Question 4.3.1: If the state of stress for an element is shown in Figure 4.2...

Face AB has area dA, in m² . The area corresponding to line AC is dA × cos α = 0.924dA; the area corresponding to line BC is dA × sin α = 0.383dA.

Next we can obtain the forces on the faces, $F_i$ in Figure 4.23c, by multiplying the stresses by their respective areas. All $F_i$ are in MN.
$F_1$ = 3 MPa × 0.924dA = 2.78dA.
$F_2$ = 2 MPa × 0.924dA = 1.85dA.
$F_3$ = 2 MPa × 0.383dA = 0.766dA.
$F_4$ = 1 MPa × 0.383dA = 0.383dA.
To keep the wedge in equilibrium, the unknown forces due to unknown normal and shear stresses must balance these forces:

$\sum{F_N}=0                    N = F_1  \cos α – F_2  \sin α – F_3  \cos α + F_4  \sin α = 1.29dA$.

$\sum{F_S}=0                    S = F_1  \sin α + F_2  \cos α – F_3  \sin α – F_4  \cos α = 2.12dA$.

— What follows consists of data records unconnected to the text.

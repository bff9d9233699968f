//! cloudreader-sync: client-side sync engine for ebook-rs servers.
//!
//! This crate keeps an e-reader's local library and reading state in step
//! with a remote library server. The whole server library appears locally
//! as small placeholder files that are swapped for the real book on first
//! open.
//!
//! # Features
//!
//! - Library manifest sync with placeholder creation
//! - Placeholder recognition and on-demand download
//! - Reading-state bundle reconciliation (upload, download, replace)
//! - Scalar progress push/pull with conflict prompts
//! - Periodic auto-sync that skips while offline
//! - Session and settings persistence in SQLite

#![forbid(unsafe_code)]
#![warn(missing_docs)]

/// HTTP transport.
pub mod api;
/// Reading-state bundles on disk.
pub mod bundle;
/// Configuration and CLI.
pub mod config;
/// Error types.
pub mod error;
/// Local library model.
pub mod library;
/// Persisted settings.
pub mod settings;
/// Sync operations and engine.
pub mod sync;


pub use api::ApiClient;
pub use config::{Cli, Command, Config};
pub use error::{Result, SyncError};
pub use settings::{Session, Settings, SettingsStore};
pub use sync::SyncEngine;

Since forces N and S act on the plane defined by AB, whose area is dA, we divide these values by dA to find the stresses. Thus, $σ_α$ = 1.29 MPa and $τ_α$= 2.12 MPa, in the directions shown in Figure 4.23b.

Conceptually, this is all we are doing in this section. This approach is the starting point for all of the seemingly more sophisticated analyses to follow.

We want to generalize the approach of the example to any initial element and to any inclined wedge. This is illustrated in Figure 4.24. Again, we want to determine the transformed stresses (in the “prime” directions, as in Figure 4.22); again, we apply the equations of equilibrium to our wedge.

Equilibrium in the x′ and y′ directions requires (check these results as an exercise)

$\sigma _{x^′}=\frac{\sigma _x +\sigma _y}{2} + \frac{\sigma _x -\sigma _y}{2} \cos2 \theta + \tau_{xy} \sin 2 \theta$,             (4.40)

$\tau _{x^′y^′}= \frac{\sigma _x -\sigma _y}{2} \sin 2 \theta + \tau_{xy} \cos 2 \theta$.                           (4.41)

These are the general expressions for the normal and shear stress on any plane located by the angle θ . Clearly, we must know the state of stress in the initial (x, y, z) orientation to find these transformed stresses. The quantities $σ_x , σ_y$ , and $τ_{xy}$ are initially known.
To find the normal stress on the face perpendicular to the wedge face dA (i.e., $σ_{y^′}$) we replace θ by θ + 90 ̊ in the equation for $σ_{x^′}$ and obtain

$\sigma _{y^′}=\frac{\sigma _x +\sigma _y}{2} – \frac{\sigma _x -\sigma _y}{2} \cos2 \theta – \tau_{xy} \sin 2 \theta$.                    (4.42)

If we add this to the equation for $σ_{x^′}$ we see that $σ_{x^′} + σ_{y^′} = σ_x + σ_y$ , meaning that the sum of the normal stresses remains invariant, regardless of orientation.

In plane strain problems where $ε_z = γ_{zx} = γ_{zy} = 0$ , a normal stress $σ_z$ can develop.

This stress is given as $σ_z = ν(σ_x + σ_y )$ , where ν is Poisson’s ratio. However, the forces resulting from this stress do not enter into the relevant equilibrium equations used to derive stress transformation relations. These equations for $σ_{x^′}$ and $σ_{y^′}$ are applicable for plane stress and plane strain.

There are two angles by which our axes can be rotated to achieve the limiting stress cases of extreme normal and extreme shear stress.